§ Your objective
Take each line from the entries that holds "SchemaCatalog" and copy it out.

§ Listed records
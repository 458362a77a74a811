//! Type resolution - maps declared JVM types onto their Kotlin equivalents.

use std::collections::BTreeMap;

use crate::types::{Marker, TypeRef};

/// Platform types with a Kotlin counterpart. Anything not listed passes through.
pub const PLATFORM_TYPES: &[(&str, &str)] = &[
    ("java.lang.Object", "kotlin.Any"),
    ("java.lang.String", "kotlin.String"),
    ("java.lang.CharSequence", "kotlin.CharSequence"),
    ("java.lang.Throwable", "kotlin.Throwable"),
    ("java.lang.Cloneable", "kotlin.Cloneable"),
    ("java.lang.Number", "kotlin.Number"),
    ("java.lang.Comparable", "kotlin.Comparable"),
    ("java.lang.Enum", "kotlin.Enum"),
    ("java.lang.annotation.Annotation", "kotlin.Annotation"),
    ("java.lang.Boolean", "kotlin.Boolean"),
    ("java.lang.Character", "kotlin.Char"),
    ("java.lang.Byte", "kotlin.Byte"),
    ("java.lang.Short", "kotlin.Short"),
    ("java.lang.Integer", "kotlin.Int"),
    ("java.lang.Long", "kotlin.Long"),
    ("java.lang.Float", "kotlin.Float"),
    ("java.lang.Double", "kotlin.Double"),
    ("boolean", "kotlin.Boolean"),
    ("char", "kotlin.Char"),
    ("byte", "kotlin.Byte"),
    ("short", "kotlin.Short"),
    ("int", "kotlin.Int"),
    ("long", "kotlin.Long"),
    ("float", "kotlin.Float"),
    ("double", "kotlin.Double"),
    ("java.lang.Iterable", "kotlin.collections.Iterable"),
    ("java.util.Iterator", "kotlin.collections.Iterator"),
    ("java.util.ListIterator", "kotlin.collections.ListIterator"),
    ("java.util.Collection", "kotlin.collections.Collection"),
    ("java.util.List", "kotlin.collections.List"),
    ("java.util.Set", "kotlin.collections.Set"),
    ("java.util.Map", "kotlin.collections.Map"),
    ("java.util.Map.Entry", "kotlin.collections.Map.Entry"),
];

/// Resolves declared field types into target types.
///
/// Carries the built-in platform table plus any configured overrides.
#[derive(Debug, Clone)]
pub struct TypeResolver {
    mappings: BTreeMap<String, String>,
}

impl Default for TypeResolver {
    fn default() -> Self {
        Self {
            mappings: PLATFORM_TYPES
                .iter()
                .map(|(from, to)| (from.to_string(), to.to_string()))
                .collect(),
        }
    }
}

impl TypeResolver {
    /// Resolver with no mappings at all; every type passes through.
    pub fn empty() -> Self {
        Self {
            mappings: BTreeMap::new(),
        }
    }

    /// Add or replace a mapping.
    pub fn with_mapping(mut self, from: impl Into<String>, to: impl Into<String>) -> Self {
        self.mappings.insert(from.into(), to.into());
        self
    }

    /// Target name for a raw (non-parameterized) type name, if mapped.
    pub fn lookup(&self, name: &str) -> Option<&str> {
        self.mappings.get(name).map(String::as_str)
    }

    /// Resolve a declared type.
    ///
    /// Type arguments resolve without markers. With `HasNullableValues`, the
    /// last type argument of a parameterized type becomes nullable. Unknown
    /// types are returned unchanged.
    pub fn resolve(&self, ty: &TypeRef, markers: &[Marker]) -> TypeRef {
        let name = self
            .lookup(&ty.name)
            .map(str::to_string)
            .unwrap_or_else(|| ty.name.clone());

        if !ty.is_parameterized() {
            return TypeRef::named(name).with_nullable(ty.nullable);
        }

        let mut args: Vec<TypeRef> = ty.args.iter().map(|arg| self.resolve(arg, &[])).collect();
        if markers.contains(&Marker::HasNullableValues) {
            if let Some(last) = args.last_mut() {
                last.nullable = true;
            }
        }

        TypeRef::parameterized(name, args).with_nullable(ty.nullable)
    }
}

/// Resolve a declared type with the built-in platform table.
pub fn resolve_type(ty: &TypeRef, markers: &[Marker]) -> TypeRef {
    TypeResolver::default().resolve(ty, markers)
}
//! Error types for variant generation, loading, emission and validation.

use std::path::PathBuf;
use thiserror::Error;

use crate::types::VariantKind;

/// Malformed type reference text.
#[derive(Debug, Clone, PartialEq, Eq, Error)]
#[error("invalid type \"{input}\" at offset {offset}: {message}")]
pub struct TypeParseError {
    pub input: String,
    pub offset: usize,
    pub message: String,
}

/// Configuration errors. Fatal to the entity they occur in, not to the batch.
#[derive(Debug, Clone, PartialEq, Eq, Error)]
pub enum GenerateError {
    #[error("{entity}.{field}: field is in {kind}{entity} but absent from Partial{entity}, cannot build toPartial")]
    MissingPartialField {
        entity: String,
        field: String,
        kind: VariantKind,
    },

    #[error("{entity}.{field}: invalid override type name \"{type_name}\" for {kind}")]
    InvalidOverrideType {
        entity: String,
        field: String,
        kind: VariantKind,
        type_name: String,
    },

    #[error("{entity}.{field}: override type \"{type_name}\" for {kind} does not resolve to any known type")]
    UnresolvedOverrideType {
        entity: String,
        field: String,
        kind: VariantKind,
        type_name: String,
    },
}

impl GenerateError {
    /// Returns the exit code for this error type.
    pub fn exit_code(&self) -> i32 {
        2
    }

    /// Name of the entity whose generation failed.
    pub fn entity(&self) -> &str {
        match self {
            Self::MissingPartialField { entity, .. }
            | Self::InvalidOverrideType { entity, .. }
            | Self::UnresolvedOverrideType { entity, .. } => entity,
        }
    }
}

/// Errors while loading entity definitions.
#[derive(Debug, Error)]
pub enum LoadError {
    // IO errors (exit code 3)
    #[error("file not found: {path}")]
    FileNotFound { path: PathBuf },

    #[error("cannot read {path}: {source}")]
    ReadError {
        path: PathBuf,
        #[source]
        source: std::io::Error,
    },

    #[cfg(feature = "remote")]
    #[error("failed to fetch {url}: {source}")]
    NetworkError {
        url: String,
        #[source]
        source: reqwest::Error,
    },

    // Parse errors (exit code 2)
    #[error("invalid entity definition: {source}")]
    InvalidJson {
        #[source]
        source: serde_json::Error,
    },
}

impl LoadError {
    /// Returns the exit code for this error type.
    pub fn exit_code(&self) -> i32 {
        match self {
            LoadError::FileNotFound { .. } | LoadError::ReadError { .. } => 3,
            #[cfg(feature = "remote")]
            LoadError::NetworkError { .. } => 3,
            LoadError::InvalidJson { .. } => 2,
        }
    }
}

/// Errors while rendering or writing artifacts.
#[derive(Debug, Error)]
pub enum EmitError {
    #[error("cannot write {path}: {source}")]
    Write {
        path: PathBuf,
        #[source]
        source: std::io::Error,
    },

    #[error("cannot serialize {name}: {source}")]
    Serialize {
        name: String,
        #[source]
        source: serde_json::Error,
    },

    #[error("cannot render {name}")]
    Render {
        name: String,
        #[source]
        source: std::fmt::Error,
    },
}

impl EmitError {
    /// Returns the exit code for this error type.
    pub fn exit_code(&self) -> i32 {
        match self {
            EmitError::Write { .. } => 3,
            EmitError::Serialize { .. } | EmitError::Render { .. } => 2,
        }
    }
}

/// Errors during payload validation.
#[derive(Debug, Error)]
pub enum ValidateError {
    #[error("invalid variant schema: {message}")]
    InvalidSchema { message: String },

    #[error("validation failed with {} error(s)", errors.len())]
    Invalid { errors: Vec<SchemaError> },
}

/// Single validation error with path context.
#[derive(Debug, Clone, serde::Serialize)]
pub struct SchemaError {
    /// JSON Pointer (RFC 6901) to the invalid field.
    pub path: String,
    /// Human-readable error message.
    pub message: String,
}

impl std::fmt::Display for SchemaError {
    fn fmt(&self, f: &mut std::fmt::Formatter<'_>) -> std::fmt::Result {
        write!(f, "{}: {}", self.path, self.message)
    }
}

impl ValidateError {
    /// Returns the exit code for this error type.
    pub fn exit_code(&self) -> i32 {
        match self {
            ValidateError::InvalidSchema { .. } => 2,
            ValidateError::Invalid { .. } => 1,
        }
    }
}

#[cfg(test)]
mod tests {
    use super::*;

    #[test]
    fn load_error_exit_codes() {
        let err = LoadError::FileNotFound {
            path: PathBuf::from("user.json"),
        };
        assert_eq!(err.exit_code(), 3);

        let source = serde_json::from_str::<serde_json::Value>("{").unwrap_err();
        let err = LoadError::InvalidJson { source };
        assert_eq!(err.exit_code(), 2);
    }

    #[test]
    fn generate_error_names_entity_field_and_kind() {
        let err = GenerateError::MissingPartialField {
            entity: "User".into(),
            field: "secret".into(),
            kind: VariantKind::Create,
        };
        assert_eq!(err.entity(), "User");
        assert_eq!(err.exit_code(), 2);
        let message = err.to_string();
        assert!(message.contains("User.secret"));
        assert!(message.contains("CreateUser"));
    }

    #[test]
    fn emit_error_exit_codes() {
        let err = EmitError::Write {
            path: PathBuf::from("out/CreateUser.kt"),
            source: std::io::Error::new(std::io::ErrorKind::PermissionDenied, "denied"),
        };
        assert_eq!(err.exit_code(), 3);

        let err = EmitError::Render {
            name: "CreateUser".into(),
            source: std::fmt::Error,
        };
        assert_eq!(err.exit_code(), 2);
        assert_eq!(err.to_string(), "cannot render CreateUser");
    }

    #[test]
    fn validate_error_exit_codes() {
        let err = ValidateError::Invalid {
            errors: vec![SchemaError {
                path: "/id".into(),
                message: "missing required field".into(),
            }],
        };
        assert_eq!(err.exit_code(), 1);

        let err = ValidateError::InvalidSchema {
            message: "bad".into(),
        };
        assert_eq!(err.exit_code(), 2);
    }

    #[test]
    fn schema_error_display() {
        let err = SchemaError {
            path: "/address/city".into(),
            message: "expected string, got number".into(),
        };
        assert_eq!(err.to_string(), "/address/city: expected string, got number");
    }
}
impl GenerateOptions {
    pub fn new() -> Self {
        Self::default()
    }

    pub fn strict(mut self, strict: bool) -> Self {
        self.strict = strict;
        self
    }

    pub fn known_type(mut self, name: impl Into<String>) -> Self {
        self.known_types.insert(name.into());
        self
    }

    pub fn type_resolver(mut self, resolver: TypeResolver) -> Self {
        self.type_resolver = resolver;
        self
    }
}
use pretty_assertions::assert_eq;
use serde_json::json;
use std::sync::Arc;
use std::time::Duration;
use storygen_harness::prelude::*;
use storygen_harness::{FieldSpec, FieldType, SchemaCatalog, SchemaDefinition};
use storygen_parser::parse_story;
use storygen_test_utils::AGE_VALIDATION_STORY;

fn age_rejected_schema() -> SchemaCatalog {
    SchemaCatalog::new().with_schema(SchemaDefinition::new(
        "aoaApplicantDataCleansedErrored",
        vec![
            FieldSpec::required("applicantId", FieldType::String),
            FieldSpec::required("errorMessage", FieldType::String),
        ],
    ))
}

#[tokio::test]
async fn harness_built_from_parsed_story() {
    let story = parse_story(AGE_VALIDATION_STORY).unwrap();
    let topology = story.topology();

    let harness = Arc::new(
        MultiServiceHarness::from_topology(&topology)
            .with_schema_validator(Arc::new(age_rejected_schema())),
    );
    let context = ScenarioContext::new();

    // @Before
    harness.setup();
    context.set_harness(Arc::clone(&harness));

    // When
    let service = context.harness().unwrap().service("data cleanse").unwrap();
    let attempt = service
        .invoke(ServiceRequest::post("/applicants", json!({"age": 121})))
        .await;
    assert!(matches!(attempt, Err(HarnessError::NotImplemented { .. })));
    context.set("applicantId", "a-42");

    // the service under test would publish this
    let producer = Arc::clone(&harness);
    let published = tokio::spawn(async move {
        producer.event_bus().record(
            Event::empty("aoaApplicantDataCleansedErrored")
                .with_field("applicantId", "a-42")
                .with_field("errorMessage", "age must not exceed 120"),
        )
    });

    // Then
    let event = harness
        .wait_for_event("aoaApplicantDataCleansedErrored", Duration::from_secs(5))
        .await
        .unwrap();
    assert!(published.await.unwrap());
    assert_eq!(
        event.get("applicantId").and_then(|v| v.as_str()),
        context.get_as::<String>("applicantId").unwrap().as_deref()
    );
    assert_eq!(
        serde_json::Value::Object(event.payload().clone()),
        json!({
            "applicantId": "a-42",
            "errorMessage": "age must not exceed 120",
        })
    );
    harness
        .verify_schema_conformance(&event, &topology.schemas()[0])
        .unwrap();

    // @After
    harness.teardown();
    assert!(harness.service("data cleanse").is_err());
    assert!(harness.events("aoaApplicantDataCleansedErrored").is_empty());
}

§ Solved exercise
use storygen_harness::{FieldSpec, FieldType, SchemaCatalog, SchemaDefinition};
fn age_rejected_schema() -> SchemaCatalog {
    SchemaCatalog::new().with_schema(SchemaDefinition::new(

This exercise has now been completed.